Majority Black schools are generally made up of a poorer student body, and unfortunately poorer students usually mean less parental involvement, with no private academic or test tutors to make up for it.
The problem may be more significant than less parental involvement. Some poor kids are showing up to kindergarten with cognitive delays. Their parents don't have conversations with them, only give orders so the kids have limited vocabularies. Parents feed the kids low nutrient convenience foods. The kids haven't been taught how to cooperate/play with other children.
Schools exacerbate the problem by heavily focusing on academic rigor which is usually developmentally inappropriate for even children with the best of parents.
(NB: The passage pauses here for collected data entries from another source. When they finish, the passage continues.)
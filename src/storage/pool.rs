//! # Database Connection Pool Management
//!
//! Provides SQLite connection pool creation for the durable document store.

use crate::config::StorageConfig;
use sqlx::{
    sqlite::{SqliteConnectOptions, SqliteJournalMode, SqlitePoolOptions},
    Pool, Sqlite,
};
use std::{str::FromStr, time::Duration};

use super::{StorageError, StorageResult};

/// Type alias for the database connection pool
pub type DbPool = Pool<Sqlite>;

const SQLITE_BUSY_TIMEOUT: Duration = Duration::from_secs(5);

/// Create a database connection pool with the specified configuration
pub async fn create_pool(config: &StorageConfig) -> StorageResult<DbPool> {
    validate_config(config)?;

    // Every connection to `:memory:` opens its own database.
    let in_memory = config.is_in_memory();
    let max_connections = if in_memory { 1 } else { config.max_connections };
    let min_connections = if in_memory { 1 } else { config.min_connections };

    let pool_options = SqlitePoolOptions::new()
        .max_connections(max_connections)
        .min_connections(min_connections)
        .acquire_timeout(config.connect_timeout())
        .test_before_acquire(true);

    let pool_options = match config.idle_timeout() {
        Some(idle_timeout) if !in_memory => pool_options.idle_timeout(idle_timeout),
        _ => pool_options.idle_timeout(None).max_lifetime(None),
    };

    let connect_options = SqliteConnectOptions::from_str(&config.url)
        .map_err(|e| {
            StorageError::database(
                e,
                format!("Invalid SQLite connection string: {}", sanitize_url(&config.url)),
            )
        })?
        .create_if_missing(true)
        .busy_timeout(SQLITE_BUSY_TIMEOUT)
        .journal_mode(SqliteJournalMode::Wal);

    let pool = pool_options.connect_with(connect_options).await.map_err(|e| {
        tracing::error!(
            error = %e,
            url = %sanitize_url(&config.url),
            busy_timeout_ms = SQLITE_BUSY_TIMEOUT.as_millis() as u64,
            "Failed to create SQLite database pool"
        );
        StorageError::database(
            e,
            format!("Failed to connect to database: {}", sanitize_url(&config.url)),
        )
    })?;

    tracing::info!(
        database_type = "sqlite",
        in_memory,
        max_connections,
        min_connections,
        connect_timeout_ms = config.connect_timeout().as_millis() as u64,
        "Database connection pool created"
    );

    Ok(pool)
}

/// Validate database configuration
fn validate_config(config: &StorageConfig) -> StorageResult<()> {
    if config.max_connections == 0 {
        return Err(StorageError::Config("max_connections must be greater than 0".to_string()));
    }

    if config.min_connections > config.max_connections {
        return Err(StorageError::Config(
            "min_connections cannot be greater than max_connections".to_string(),
        ));
    }

    if config.url.is_empty() {
        return Err(StorageError::Config("database URL cannot be empty".to_string()));
    }

    if !config.url.starts_with("sqlite:") {
        return Err(StorageError::Config("database URL must start with 'sqlite:'".to_string()));
    }

    Ok(())
}

/// Sanitize database URL for logging (remove credentials)
pub fn sanitize_url(url: &str) -> String {
    match url::Url::parse(url) {
        Ok(parsed) if parsed.password().is_some() || !parsed.username().is_empty() => format!(
            "{}://***:***@{}{}",
            parsed.scheme(),
            parsed.host_str().unwrap_or("unknown"),
            parsed.path()
        ),
        _ => url.to_string(),
    }
}

/// Get pool statistics for monitoring
pub fn get_pool_stats(pool: &DbPool) -> PoolStats {
    PoolStats { size: pool.size(), idle: pool.num_idle() }
}

/// Pool statistics for monitoring
#[derive(Debug, Clone)]
pub struct PoolStats {
    /// Total connections in the pool
    pub size: u32,
    /// Number of idle connections
    pub idle: usize,
}

impl PoolStats {
    /// Get the number of active connections
    pub fn active(&self) -> u32 {
        self.size.saturating_sub(self.idle as u32)
    }

    /// Check if the pool is healthy (has available connections)
    pub fn is_healthy(&self) -> bool {
        self.size > 0
    }
}
//! In-memory document store.
//!
//! Transactions are applied to a copy of the touched collections and swapped in
//! only when every op succeeds.

use async_trait::async_trait;
use serde_json::Value;
use std::collections::{BTreeMap, HashMap};
use tokio::sync::RwLock;

use super::{Document, DocumentStore, Filter, StorageError, StorageResult, TxnOp};

type Collection = BTreeMap<String, Value>;

#[derive(Debug, Default)]
pub struct MemoryDocumentStore {
    collections: RwLock<HashMap<String, Collection>>,
}

impl MemoryDocumentStore {
    pub fn new() -> Self {
        Self::default()
    }

    /// Number of documents in a collection.
    pub async fn count(&self, collection: &str) -> usize {
        self.collections.read().await.get(collection).map_or(0, |c| c.len())
    }
}

fn apply(staged: &mut HashMap<String, Collection>, op: TxnOp) -> StorageResult<()> {
    match op {
        TxnOp::Insert { collection, id, doc } => {
            let docs = staged.entry(collection.clone()).or_default();
            if docs.contains_key(&id) {
                return Err(StorageError::AlreadyExists { collection, id });
            }
            docs.insert(id, doc);
        }
        TxnOp::Update { collection, id, doc } => {
            let docs = staged.entry(collection.clone()).or_default();
            match docs.get_mut(&id) {
                Some(existing) => *existing = doc,
                None => return Err(StorageError::NotFound { collection, id }),
            }
        }
        TxnOp::Upsert { collection, id, doc } => {
            staged.entry(collection).or_default().insert(id, doc);
        }
        TxnOp::Delete { collection, id } => {
            if let Some(docs) = staged.get_mut(&collection) {
                docs.remove(&id);
            }
        }
    }
    Ok(())
}

#[async_trait]
impl DocumentStore for MemoryDocumentStore {
    async fn run_transaction(&self, ops: Vec<TxnOp>) -> StorageResult<()> {
        let mut collections = self.collections.write().await;

        let mut staged: HashMap<String, Collection> = HashMap::new();
        for op in &ops {
            let name = op.collection();
            if !staged.contains_key(name) {
                staged.insert(name.to_string(), collections.get(name).cloned().unwrap_or_default());
            }
        }

        let op_count = ops.len();
        for op in ops {
            apply(&mut staged, op)?;
        }

        collections.extend(staged);
        tracing::trace!(op_count, "Applied in-memory transaction");
        Ok(())
    }

    async fn get(&self, collection: &str, id: &str) -> StorageResult<Option<Value>> {
        Ok(self.collections.read().await.get(collection).and_then(|c| c.get(id)).cloned())
    }

    async fn find(&self, collection: &str, filter: &Filter) -> StorageResult<Vec<Document>> {
        let collections = self.collections.read().await;
        let Some(docs) = collections.get(collection) else {
            return Ok(Vec::new());
        };
        Ok(docs
            .iter()
            .filter(|(_, body)| filter.matches(body))
            .map(|(id, body)| Document { id: id.clone(), body: body.clone() })
            .collect())
    }
}

#[cfg(test)]
mod tests {
    use super::*;
    use serde_json::json;

    #[tokio::test]
    async fn test_insert_asserts_missing() {
        let store = MemoryDocumentStore::new();
        store.run_transaction(vec![TxnOp::insert("secrets", "a", json!({"n": 1}))]).await.unwrap();

        let err = store
            .run_transaction(vec![TxnOp::insert("secrets", "a", json!({"n": 2}))])
            .await
            .unwrap_err();
        assert!(matches!(err, StorageError::AlreadyExists { .. }));
        assert_eq!(store.get("secrets", "a").await.unwrap(), Some(json!({"n": 1})));
    }

    #[tokio::test]
    async fn test_failed_transaction_applies_nothing() {
        let store = MemoryDocumentStore::new();
        let err = store
            .run_transaction(vec![
                TxnOp::insert("secrets", "a", json!({})),
                TxnOp::insert("secretContent", "a-0", json!({})),
                TxnOp::update("secrets", "missing", json!({})),
            ])
            .await
            .unwrap_err();
        assert!(matches!(err, StorageError::NotFound { .. }));
        assert_eq!(store.count("secrets").await, 0);
        assert_eq!(store.count("secretContent").await, 0);
    }

    #[tokio::test]
    async fn test_delete_missing_is_noop_and_find_is_ordered() {
        let store = MemoryDocumentStore::new();
        store
            .run_transaction(vec![
                TxnOp::upsert("secrets", "b", json!({"owner": "x"})),
                TxnOp::upsert("secrets", "a", json!({"owner": "x"})),
                TxnOp::upsert("secrets", "c", json!({"owner": "y"})),
                TxnOp::delete("secrets", "nope"),
                TxnOp::delete("other", "nope"),
            ])
            .await
            .unwrap();

        let found = store.find("secrets", &Filter::new().eq("owner", "x")).await.unwrap();
        let ids: Vec<_> = found.iter().map(|d| d.id.as_str()).collect();
        assert_eq!(ids, vec!["a", "b"]);
        assert!(store.find("unknown", &Filter::new()).await.unwrap().is_empty());
    }
}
In order to increase test scores, recess and the arts are usually the first to go. Over the last 10 years SAT scores have dropped for all ethnic groups except for Asians, whose scores have risen.
Off-topic: Filipinos used to underperform whites but in the last 20 years the achievement gap has been closed, completely. You don't hear a word about it. Not a word.
Lower threshold for sports and weak extracurricular, majority-White schools tend to have a higher GPA threshold for sports (where many majority Black schools excel) leading student athletes to have to reach higher to play sports, the consequence being they also have better grades when applying for college.
GPA requirements for athletes is usually determined by the school district or even the state. Where have you seen majority white schools being held to a higher standard?
If what you are saying is true, then if blacks were held to a higher standard activists would be screaming about discrimination and a school to prison pipeline. Education activist never want black children held to the same standards as whites.
One school district diversified their gifted program by lowering the test standards for low-income and English language learners which allowed them to legally kick white kids out of the program.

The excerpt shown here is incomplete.